=== Begin Enclosure ===

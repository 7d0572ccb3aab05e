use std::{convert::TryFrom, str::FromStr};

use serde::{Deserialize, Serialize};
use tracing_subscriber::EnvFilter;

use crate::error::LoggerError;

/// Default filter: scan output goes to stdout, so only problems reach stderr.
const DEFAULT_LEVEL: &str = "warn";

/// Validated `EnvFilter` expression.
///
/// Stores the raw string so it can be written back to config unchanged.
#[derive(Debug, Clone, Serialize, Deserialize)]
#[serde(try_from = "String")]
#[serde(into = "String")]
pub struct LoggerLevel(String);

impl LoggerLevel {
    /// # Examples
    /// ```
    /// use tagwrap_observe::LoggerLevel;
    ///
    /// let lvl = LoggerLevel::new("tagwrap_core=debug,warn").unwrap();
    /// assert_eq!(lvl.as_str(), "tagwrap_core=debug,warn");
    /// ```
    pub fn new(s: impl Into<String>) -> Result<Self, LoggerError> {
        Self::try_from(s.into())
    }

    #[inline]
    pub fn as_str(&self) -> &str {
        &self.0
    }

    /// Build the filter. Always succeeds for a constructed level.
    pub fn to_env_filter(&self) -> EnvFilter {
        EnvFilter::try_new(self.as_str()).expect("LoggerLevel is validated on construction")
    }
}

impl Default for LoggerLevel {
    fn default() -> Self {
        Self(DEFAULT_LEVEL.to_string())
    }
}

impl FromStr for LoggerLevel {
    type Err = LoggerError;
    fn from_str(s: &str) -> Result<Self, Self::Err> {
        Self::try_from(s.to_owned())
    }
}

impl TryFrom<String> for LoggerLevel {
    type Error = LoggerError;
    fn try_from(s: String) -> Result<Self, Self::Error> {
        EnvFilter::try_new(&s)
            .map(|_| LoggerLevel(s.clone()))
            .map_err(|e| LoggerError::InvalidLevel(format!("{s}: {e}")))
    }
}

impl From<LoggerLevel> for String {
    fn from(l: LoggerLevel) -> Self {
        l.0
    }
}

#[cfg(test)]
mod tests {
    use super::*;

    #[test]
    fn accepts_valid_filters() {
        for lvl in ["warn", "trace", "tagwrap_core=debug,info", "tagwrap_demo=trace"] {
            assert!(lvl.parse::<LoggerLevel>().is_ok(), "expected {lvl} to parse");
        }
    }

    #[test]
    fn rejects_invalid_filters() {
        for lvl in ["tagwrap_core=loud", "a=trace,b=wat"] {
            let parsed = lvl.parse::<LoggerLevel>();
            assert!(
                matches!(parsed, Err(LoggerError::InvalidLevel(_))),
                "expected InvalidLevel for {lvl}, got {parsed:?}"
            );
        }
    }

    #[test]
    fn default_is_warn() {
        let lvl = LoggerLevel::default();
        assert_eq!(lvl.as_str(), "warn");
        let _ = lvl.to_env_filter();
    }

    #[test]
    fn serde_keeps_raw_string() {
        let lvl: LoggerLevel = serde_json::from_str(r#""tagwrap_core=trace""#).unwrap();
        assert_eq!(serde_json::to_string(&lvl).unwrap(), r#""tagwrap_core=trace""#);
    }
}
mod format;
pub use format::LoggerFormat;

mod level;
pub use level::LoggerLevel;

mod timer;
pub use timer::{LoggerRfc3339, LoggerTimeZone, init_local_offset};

=== End Enclosure ===

◆ Activity ◆
Examine the data above and state how many of its lines contain the word "unwrap", with no further remarks.

◆ Exercise response ◆
3